A man unearthed a huge hoard of Civil War-era gold and silver coins on his Kentucky farm.
A Kentucky man got the surprise of his life while digging in his field earlier this year: a cache of over 700 coins from the American Civil War era.
The “Great Kentucky Hoard” includes hundreds of U.S. gold pieces dating to between 1840 and 1863, in addition to a handful of silver coins. In a short video, the man who discovered the hoard — whose identity and specific location have not been revealed to the public — says, “This is the most insane thing ever: Those are all $1 gold coins, $20 gold coins, $10 gold coins,” as he aims his camera at the artifacts tumbling out of the dirt.

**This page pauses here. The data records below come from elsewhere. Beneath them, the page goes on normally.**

#[cfg(test)]
mod tests {
    use super::*;
    use crate::bounded_channel::{BoundedReceiver, bounded};
    use crate::harvester::config::MultilineConfig;
    use regex::bytes::Regex;
    use std::io::Write;
    use std::path::Path;
    use std::time::Duration;
    use tokio::task::JoinHandle;

    const TEST_TIMEOUT: Duration = Duration::from_secs(10);

    fn fast_timings() -> HarvesterTimings {
        HarvesterTimings {
            open_backoff: Duration::from_millis(20),
            read_timeout: Duration::from_millis(100),
            idle_poll: Duration::from_millis(10),
        }
    }

    fn from_beginning() -> FileConfig {
        FileConfig {
            start_at: StartAt::Beginning,
            no_timestamp: true,
            ..Default::default()
        }
    }

    fn append(path: &Path, data: &[u8]) {
        let mut f = std::fs::OpenOptions::new()
            .create(true)
            .append(true)
            .open(path)
            .unwrap();
        f.write_all(data).unwrap();
        f.flush().unwrap();
    }

    struct Running {
        events: BoundedReceiver<Event>,
        cancel: CancellationToken,
        finished: oneshot::Receiver<u64>,
        handle: JoinHandle<Result<HarvestExit>>,
    }

    fn spawn(harvester: Harvester) -> Running {
        let (tx, events) = bounded(64);
        let cancel = CancellationToken::new();
        let (finished_tx, finished) = oneshot::channel();
        let handle = tokio::spawn(harvester.harvest(tx, cancel.clone(), finished_tx));
        Running {
            events,
            cancel,
            finished,
            handle,
        }
    }

    async fn next(events: &mut BoundedReceiver<Event>) -> Event {
        tokio::time::timeout(TEST_TIMEOUT, events.next())
            .await
            .expect("timed out waiting for event")
            .expect("channel closed")
    }

    #[tokio::test]
    async fn test_offsets_track_bytes_consumed() {
        let dir = tempfile::tempdir().unwrap();
        let path = dir.path().join("app.log");
        append(&path, b"first\r\nsecond\nthird\n");

        let harvester =
            Harvester::new(&path, Arc::new(from_beginning()), 0).with_timings(fast_timings());
        let mut running = spawn(harvester);

        let e1 = next(&mut running.events).await;
        let e2 = next(&mut running.events).await;
        let e3 = next(&mut running.events).await;

        assert_eq!((e1.offset, e1.len, e1.line), (0, 7, 1));
        assert_eq!(e1.text, b"first");
        assert_eq!((e2.offset, e2.len, e2.line), (7, 7, 2));
        assert_eq!((e3.offset, e3.len, e3.line), (14, 6, 3));
        assert_eq!(e3.end_offset(), 20);
        assert!(e1.timestamp.is_none());

        running.cancel.cancel();
        let exit = running.handle.await.unwrap().unwrap();
        assert_eq!(exit.reason, ExitReason::Cancelled);
        assert_eq!(exit.offset, 20);
        assert_eq!(running.finished.await.unwrap(), 20);
    }

    #[tokio::test]
    async fn test_resume_from_stored_offset() {
        let dir = tempfile::tempdir().unwrap();
        let path = dir.path().join("app.log");
        append(&path, b"old\nnew\n");

        let harvester =
            Harvester::new(&path, Arc::new(from_beginning()), 4).with_timings(fast_timings());
        let mut running = spawn(harvester);

        let e = next(&mut running.events).await;
        assert_eq!(e.text, b"new");
        assert_eq!(e.offset, 4);
        running.cancel.cancel();
    }

    #[tokio::test]
    async fn test_start_at_end_skips_existing_content() {
        let dir = tempfile::tempdir().unwrap();
        let path = dir.path().join("app.log");
        append(&path, b"existing\n");

        let config = FileConfig {
            start_at: StartAt::End,
            ..Default::default()
        };
        let harvester = Harvester::new(&path, Arc::new(config), 0).with_timings(fast_timings());
        let mut running = spawn(harvester);

        // Give the harvester time to open and seek before appending
        tokio::time::sleep(Duration::from_millis(200)).await;
        append(&path, b"appended\n");

        let e = next(&mut running.events).await;
        assert_eq!(e.text, b"appended");
        assert_eq!(e.offset, 9);
        assert!(e.timestamp.is_some());
        running.cancel.cancel();
    }

    #[tokio::test]
    async fn test_truncation_restarts_at_zero() {
        let dir = tempfile::tempdir().unwrap();
        let path = dir.path().join("app.log");
        append(&path, b"a long first line\nanother long line\n");

        let harvester =
            Harvester::new(&path, Arc::new(from_beginning()), 0).with_timings(fast_timings());
        let mut running = spawn(harvester);

        assert_eq!(next(&mut running.events).await.offset, 0);
        assert_eq!(next(&mut running.events).await.offset, 18);

        std::fs::write(&path, b"short\n").unwrap();

        let e = next(&mut running.events).await;
        assert_eq!(e.text, b"short");
        assert_eq!(e.offset, 0);

        running.cancel.cancel();
        let exit = running.handle.await.unwrap().unwrap();
        assert_eq!(exit.offset, 6);
    }

    #[tokio::test]
    async fn test_truncation_flushes_multiline_first() {
        let dir = tempfile::tempdir().unwrap();
        let path = dir.path().join("app.log");
        append(&path, b"START one\n  detail\n");

        let config = FileConfig {
            multiline: Some(MultilineConfig {
                pattern: Regex::new("^START").unwrap(),
                leader: true,
                max_lines: 10,
            }),
            ..from_beginning()
        };
        let harvester = Harvester::new(&path, Arc::new(config), 0).with_timings(fast_timings());
        let mut running = spawn(harvester);

        // Let the harvester buffer both lines and go idle once
        tokio::time::sleep(Duration::from_millis(300)).await;
        std::fs::write(&path, b"START two\n").unwrap();

        let first = next(&mut running.events).await;
        assert_eq!(first.text, b"START one\n  detail");
        assert_eq!((first.offset, first.len), (0, 19));

        // The new leader stays buffered until shutdown flushes it
        tokio::time::sleep(Duration::from_millis(300)).await;
        running.cancel.cancel();
        let second = next(&mut running.events).await;
        assert_eq!(second.text, b"START two");
        assert_eq!(second.offset, 0);
    }

    #[tokio::test]
    async fn test_dead_time_stops_harvester() {
        let dir = tempfile::tempdir().unwrap();
        let path = dir.path().join("app.log");
        append(&path, b"only line\n");

        let config = FileConfig {
            dead_time: Duration::from_millis(300),
            ..from_beginning()
        };
        let harvester = Harvester::new(&path, Arc::new(config), 0).with_timings(fast_timings());
        let mut running = spawn(harvester);

        let e = next(&mut running.events).await;
        let read_at = std::time::Instant::now();
        assert_eq!(e.text, b"only line");

        let exit = tokio::time::timeout(TEST_TIMEOUT, running.handle)
            .await
            .unwrap()
            .unwrap()
            .unwrap();
        assert_eq!(exit.reason, ExitReason::Dead);
        assert_eq!(exit.offset, 10);
        assert_eq!(running.finished.await.unwrap(), 10);

        // dead time plus one read timeout, with slack for scheduling
        assert!(read_at.elapsed() < Duration::from_millis(300 + 100 + 500));
    }

    #[tokio::test]
    async fn test_dead_time_flushes_multiline() {
        let dir = tempfile::tempdir().unwrap();
        let path = dir.path().join("app.log");
        append(&path, b"a\ncont1\ncont2\nb\n");

        let config = FileConfig {
            dead_time: Duration::from_millis(150),
            multiline: Some(MultilineConfig {
                pattern: Regex::new("^cont").unwrap(),
                leader: false,
                max_lines: 10,
            }),
            ..from_beginning()
        };
        let harvester = Harvester::new(&path, Arc::new(config), 0).with_timings(fast_timings());
        let mut running = spawn(harvester);

        let first = next(&mut running.events).await;
        assert_eq!(first.text, b"a\ncont1\ncont2");
        assert_eq!(first.line, 4);

        let second = next(&mut running.events).await;
        assert_eq!(second.text, b"b");
        assert_eq!(second.offset, 14);
        assert_eq!(second.line, 4);

        let exit = running.handle.await.unwrap().unwrap();
        assert_eq!(exit.reason, ExitReason::Dead);
    }

    #[tokio::test]
    async fn test_directory_is_not_a_regular_file() {
        let dir = tempfile::tempdir().unwrap();

        let harvester = Harvester::new(dir.path(), Arc::new(from_beginning()), 0)
            .with_timings(fast_timings());
        let running = spawn(harvester);

        let result = running.handle.await.unwrap();
        assert!(matches!(result, Err(Error::NotRegularFile(_))));
        assert_eq!(running.finished.await.unwrap(), 0);
    }

    #[tokio::test]
    async fn test_open_retries_until_file_appears() {
        let dir = tempfile::tempdir().unwrap();
        let path = dir.path().join("later.log");

        let harvester =
            Harvester::new(&path, Arc::new(from_beginning()), 0).with_timings(fast_timings());
        let mut running = spawn(harvester);

        tokio::time::sleep(Duration::from_millis(100)).await;
        append(&path, b"finally\n");

        assert_eq!(next(&mut running.events).await.text, b"finally");
        running.cancel.cancel();
    }

    #[tokio::test]
    async fn test_cancel_while_waiting_to_open() {
        let dir = tempfile::tempdir().unwrap();
        let path = dir.path().join("missing.log");

        let harvester = Harvester::new(&path, Arc::new(from_beginning()), 7)
            .with_timings(fast_timings());
        let running = spawn(harvester);

        running.cancel.cancel();
        let exit = running.handle.await.unwrap().unwrap();
        assert_eq!(exit.reason, ExitReason::Cancelled);
        assert_eq!(exit.offset, 7);
    }

    #[tokio::test]
    async fn test_closed_output_stops_harvester() {
        let dir = tempfile::tempdir().unwrap();
        let path = dir.path().join("app.log");
        append(&path, b"x\n");

        let harvester =
            Harvester::new(&path, Arc::new(from_beginning()), 0).with_timings(fast_timings());
        let (tx, rx) = bounded(1);
        drop(rx);
        let (finished_tx, _finished) = oneshot::channel();

        let exit = harvester
            .harvest(tx, CancellationToken::new(), finished_tx)
            .await
            .unwrap();
        assert_eq!(exit.reason, ExitReason::OutputClosed);
    }
}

According to the Numismatic Guaranty Co. (NGC), which certified the coins’ authenticity, and GovMint, where the coins were sold, 95% of the hoard is composed of gold dollars, along with 20 $10 Liberty coins and eight $20 Liberty coins. The rarest is the 1863-P $20 1-ounce gold Liberty coin. Just one of these coins can go for six figures at auction, and the Great Kentucky Hoard boasts 18 of them. NGC’s website notes that the $20 Liberty coin, which circulated from 1850 to 1907, was minted by the Treasury Department after gold was discovered in California. The $20 Liberty coins in the hoard are even rarer because they do not include “In God We Trust,” which was added in 1866 after the end of the Civil War.
Potentially more important, though, is what the hoard can tell us about America’s history during an extremely tumultuous period.
Ryan McNutt, a conflict archaeologist at Georgia Southern University who has heard about but not seen the hoard, told Live Science in an email that “given the time period and the location in Kentucky, which was neutral at the time, it is entirely possible this was buried in advance of Confederate John Hunt Morgan’s June to July 1863 raid.”
Many wealthy Kentuckians are rumored to have buried huge sums of money to prevent it from being stolen by the Confederacy. James Langstaff left a letter saying he had buried $20,000 in coins on his property in Paducah, William Pettit buried $80,000 worth of gold coins near Lexington, and Confederate soldiers quarantined for measles reportedly stole payroll and hid it in a cave in Cumberland Gap. None of these caches has ever been recovered.
Considering the hoard coins are federal currency, McNutt said, it may be the result of a Kentuckian’s dealings with the federal government — “dealings that it would be wise to conceal from a Confederate raiding party.” Many Americans affected by the Civil War “became experienced with hiding goods and valuables,” he said.
Most concentrations of historical artifacts found on private land end up going to market or being collected without archaeological consultation, according to McNutt. “As a conflict archaeologist, I find this loss of information particularly frustrating,” he said. Hoards have an incredible amount of information about the person who collected the objects, offering archaeologists insight into a brief window in time.
Historical finds like these on private land in the U.S. do not need to be reported to an archaeologist. But McNutt, who has developed close relationships with landowners, believes that education and outreach are key to learning more about these rare coin caches.
“It is entirely up to the landowner,” McNutt said, but not engaging with an archaeologist means “it’s a snapshot of the past, lost forever.”